Requirement: Copy the data exactly.

(Collected data entries)
#[derive(Debug)]
/// Represents all errors that can occur during lexing or parsing.
pub enum ParseError {
    /// The lexer hit a character outside every recognized class.
    UnrecognizedCharacter {
        /// The offending character.
        character: char,
        /// Its Unicode code point.
        code_point: u32,
        /// The source line where the error occurred.
        line: usize,
    },
    /// Found an unexpected token while parsing.
    UnexpectedToken {
        /// The token encountered.
        token: String,
        /// The source line where the error occurred.
        line: usize,
    },
    /// Reached the end of input unexpectedly.
    UnexpectedEndOfInput {
        /// The source line where the error occurred.
        line: usize,
    },
    /// A specific token was required but something else was found.
    ExpectedToken {
        /// Description of the expected token.
        expected: String,
        /// The token actually found.
        found: String,
        /// The source line where the error occurred.
        line: usize,
    },
    /// A `cval` declaration was written without an initializer.
    ConstantWithoutValue {
        /// The name being declared.
        name: String,
        /// The source line where the error occurred.
        line: usize,
    },
    /// A keyword that is reserved but not yet part of the language.
    ReservedKeyword {
        /// The reserved keyword.
        keyword: String,
        /// The source line where the error occurred.
        line: usize,
    },
}

impl std::fmt::Display for ParseError {
    fn fmt(&self, f: &mut std::fmt::Formatter<'_>) -> std::fmt::Result {
        match self {
            Self::UnrecognizedCharacter { character,
                                          code_point,
                                          line, } => {
                write!(f,
                       "Error on line {line}: Unrecognized character '{character}' (code point {code_point}).")
            },

            Self::UnexpectedToken { token, line } => {
                write!(f, "Error on line {line}: Unexpected token: {token}.")
            },

            Self::UnexpectedEndOfInput { line } => {
                write!(f, "Error on line {line}: Unexpected end of input.")
            },

            Self::ExpectedToken { expected,
                                  found,
                                  line, } => {
                write!(f, "Error on line {line}: Expected {expected} but found {found}.")
            },

            Self::ConstantWithoutValue { name, line } => {
                write!(f, "Error on line {line}: Must assign a value to constant '{name}'.")
            },

            Self::ReservedKeyword { keyword, line } => {
                write!(f, "Error on line {line}: Keyword '{keyword}' is reserved but not yet supported.")
            },
        }
    }
}

impl std::error::Error for ParseError {}
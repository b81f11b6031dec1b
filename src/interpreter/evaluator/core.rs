use crate::{
    ast::{Expr, Program, Statement},
    error::RuntimeError,
    interpreter::{
        environment::{EnvRef, Environment},
        evaluator::{binary::evaluate_binary, object::evaluate_object},
        value::Value,
    },
};

pub type EvalResult<T> = Result<T, RuntimeError>;

/// Evaluates a program and returns the value of its last statement.
///
/// Statements run in source order against the given environment. An empty
/// program evaluates to null. The first failing statement aborts the run;
/// effects of earlier statements remain in the environment.
///
/// # Parameters
/// - `program`: The parsed program to execute.
/// - `env`: The environment statements read from and write to.
///
/// # Returns
/// The value of the last statement, or [`Value::Null`] for an empty body.
///
/// # Errors
/// Propagates the first `RuntimeError` raised by any statement.
///
/// # Example
/// ```
/// use ryx::interpreter::{
///     environment::Environment, evaluator::core::evaluate_program, parser::core::produce_ast,
///     value::Value,
/// };
///
/// let program = produce_ast("val x = 2; x + 3").unwrap();
/// let env = Environment::global();
///
/// assert_eq!(evaluate_program(&program, &env).unwrap(), Value::Number(5.0));
/// ```
pub fn evaluate_program(program: &Program, env: &EnvRef) -> EvalResult<Value> {
    let mut last = Value::Null;

    for statement in &program.body {
        last = evaluate_statement(statement, env)?;
    }

    Ok(last)
}

/// Evaluates a single statement.
///
/// A declaration evaluates its initializer (null when absent), binds the name
/// in the current scope, and yields the bound value. An expression statement
/// yields the value of its expression.
///
/// # Errors
/// - [`RuntimeError::VariableRedeclaration`] when a declaration reuses a name
///   already bound in the current scope.
/// - Propagates any error from expression evaluation.
pub fn evaluate_statement(statement: &Statement, env: &EnvRef) -> EvalResult<Value> {
    match statement {
        Statement::VarDeclaration { identifier,
                                    constant,
                                    value,
                                    line, } => {
            let value = match value {
                Some(expr) => evaluate(expr, env)?,
                None => Value::Null,
            };

            env.borrow_mut().declare(identifier, value, *constant, *line)
        },

        Statement::Expression { expr, .. } => evaluate(expr, env),
    }
}

/// Evaluates an expression against an environment.
///
/// Dispatches on the expression kind. Member access and call expressions are
/// part of the grammar but have no runtime semantics yet, so reaching one
/// here is a runtime error rather than a parse error.
///
/// # Errors
/// - [`RuntimeError::UnknownVariable`] for an identifier not bound in any
///   enclosing scope.
/// - [`RuntimeError::InvalidAssignmentTarget`] when the left-hand side of an
///   assignment is not an identifier.
/// - [`RuntimeError::ConstantReassignment`] when assigning to a `cval`
///   binding.
/// - [`RuntimeError::UnsupportedExpression`] for member access and calls.
pub fn evaluate(expr: &Expr, env: &EnvRef) -> EvalResult<Value> {
    match expr {
        Expr::NumericLiteral { value, .. } => Ok(Value::Number(*value)),

        Expr::Identifier { symbol, line } => Environment::lookup(env, symbol, *line),

        Expr::Binary { left,
                       op,
                       right,
                       .. } => evaluate_binary(left, *op, right, env),

        Expr::Assignment { target, value, line } => {
            let Expr::Identifier { symbol, .. } = target.as_ref() else {
                return Err(RuntimeError::InvalidAssignmentTarget { line: *line });
            };

            let value = evaluate(value, env)?;
            Environment::assign(env, symbol, value, *line)
        },

        Expr::ObjectLiteral { properties, .. } => evaluate_object(properties, env),

        Expr::Member { line, .. } => {
            Err(RuntimeError::UnsupportedExpression { kind: "Member access".to_string(),
                                                      line: *line, })
        },

        Expr::Call { line, .. } => {
            Err(RuntimeError::UnsupportedExpression { kind: "Call".to_string(),
                                                      line: *line, })
        },
    }
}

Solution below:
#[derive(Debug)]
/// Represents all errors that can occur during lexing or parsing.
pub enum ParseError {
    /// The lexer hit a character outside every recognized class.
    UnrecognizedCharacter {
        /// The offending character.
        character: char,
        /// Its Unicode code point.
        code_point: u32,
        /// The source line where the error occurred.
        line: usize,
    },
    /// Found an unexpected token while parsing.
    UnexpectedToken {
        /// The token encountered.
        token: String,
        /// The source line where the error occurred.
        line: usize,
    },
    /// Reached the end of input unexpectedly.
    UnexpectedEndOfInput {
        /// The source line where the error occurred.
        line: usize,
    },
    /// A specific token was required but something else was found.
    ExpectedToken {
        /// Description of the expected token.
        expected: String,
        /// The token actually found.
        found: String,
        /// The source line where the error occurred.
        line: usize,
    },
    /// A `cval` declaration was written without an initializer.
    ConstantWithoutValue {
        /// The name being declared.
        name: String,
        /// The source line where the error occurred.
        line: usize,
    },
    /// A keyword that is reserved but not yet part of the language.
    ReservedKeyword {
        /// The reserved keyword.
        keyword: String,
        /// The source line where the error occurred.
        line: usize,
    },
}

impl std::fmt::Display for ParseError {
    fn fmt(&self, f: &mut std::fmt::Formatter<'_>) -> std::fmt::Result {
        match self {
            Self::UnrecognizedCharacter { character,
                                          code_point,
                                          line, } => {
                write!(f,
                       "Error on line {line}: Unrecognized character '{character}' (code point {code_point}).")
            },

            Self::UnexpectedToken { token, line } => {
                write!(f, "Error on line {line}: Unexpected token: {token}.")
            },

            Self::UnexpectedEndOfInput { line } => {
                write!(f, "Error on line {line}: Unexpected end of input.")
            },

            Self::ExpectedToken { expected,
                                  found,
                                  line, } => {
                write!(f, "Error on line {line}: Expected {expected} but found {found}.")
            },

            Self::ConstantWithoutValue { name, line } => {
                write!(f, "Error on line {line}: Must assign a value to constant '{name}'.")
            },

            Self::ReservedKeyword { keyword, line } => {
                write!(f, "Error on line {line}: Keyword '{keyword}' is reserved but not yet supported.")
            },
        }
    }
}

impl std::error::Error for ParseError {}
repository b81f11b6031dec1b
filename src/interpreter/evaluator/core.rs
use crate::{
    ast::{Expr, Program, Statement},
    error::RuntimeError,
    interpreter::{
        environment::{EnvRef, Environment},
        evaluator::{binary::evaluate_binary, object::evaluate_object},
        value::Value,
    },
};

pub type EvalResult<T> = Result<T, RuntimeError>;

/// Evaluates a program and returns the value of its last statement.
///
/// Statements run in source order against the given environment. An empty
/// program evaluates to null. The first failing statement aborts the run;
/// effects of earlier statements remain in the environment.
///
/// # Parameters
/// - `program`: The parsed program to execute.
/// - `env`: The environment statements read from and write to.
///
/// # Returns
/// The value of the last statement, or [`Value::Null`] for an empty body.
///
/// # Errors
/// Propagates the first `RuntimeError` raised by any statement.
///
/// # Example
/// ```
/// use ryx::interpreter::{
///     environment::Environment, evaluator::core::evaluate_program, parser::core::produce_ast,
///     value::Value,
/// };
///
/// let program = produce_ast("val x = 2; x + 3").unwrap();
/// let env = Environment::global();
///
/// assert_eq!(evaluate_program(&program, &env).unwrap(), Value::Number(5.0));
/// ```
pub fn evaluate_program(program: &Program, env: &EnvRef) -> EvalResult<Value> {
    let mut last = Value::Null;

    for statement in &program.body {
        last = evaluate_statement(statement, env)?;
    }

    Ok(last)
}

/// Evaluates a single statement.
///
/// A declaration evaluates its initializer (null when absent), binds the name
/// in the current scope, and yields the bound value. An expression statement
/// yields the value of its expression.
///
/// # Errors
/// - [`RuntimeError::VariableRedeclaration`] when a declaration reuses a name
///   already bound in the current scope.
/// - Propagates any error from expression evaluation.
pub fn evaluate_statement(statement: &Statement, env: &EnvRef) -> EvalResult<Value> {
    match statement {
        Statement::VarDeclaration { identifier,
                                    constant,
                                    value,
                                    line, } => {
            let value = match value {
                Some(expr) => evaluate(expr, env)?,
                None => Value::Null,
            };

            env.borrow_mut().declare(identifier, value, *constant, *line)
        },

        Statement::Expression { expr, .. } => evaluate(expr, env),
    }
}

/// Evaluates an expression against an environment.
///
/// Dispatches on the expression kind. Member access and call expressions are
/// part of the grammar but have no runtime semantics yet, so reaching one
/// here is a runtime error rather than a parse error.
///
/// # Errors
/// - [`RuntimeError::UnknownVariable`] for an identifier not bound in any
///   enclosing scope.
/// - [`RuntimeError::InvalidAssignmentTarget`] when the left-hand side of an
///   assignment is not an identifier.
/// - [`RuntimeError::ConstantReassignment`] when assigning to a `cval`
///   binding.
/// - [`RuntimeError::UnsupportedExpression`] for member access and calls.
pub fn evaluate(expr: &Expr, env: &EnvRef) -> EvalResult<Value> {
    match expr {
        Expr::NumericLiteral { value, .. } => Ok(Value::Number(*value)),

        Expr::Identifier { symbol, line } => Environment::lookup(env, symbol, *line),

        Expr::Binary { left,
                       op,
                       right,
                       .. } => evaluate_binary(left, *op, right, env),

        Expr::Assignment { target, value, line } => {
            let Expr::Identifier { symbol, .. } = target.as_ref() else {
                return Err(RuntimeError::InvalidAssignmentTarget { line: *line });
            };

            let value = evaluate(value, env)?;
            Environment::assign(env, symbol, value, *line)
        },

        Expr::ObjectLiteral { properties, .. } => evaluate_object(properties, env),

        Expr::Member { line, .. } => {
            Err(RuntimeError::UnsupportedExpression { kind: "Member access".to_string(),
                                                      line: *line, })
        },

        Expr::Call { line, .. } => {
            Err(RuntimeError::UnsupportedExpression { kind: "Call".to_string(),
                                                      line: *line, })
        },
    }
}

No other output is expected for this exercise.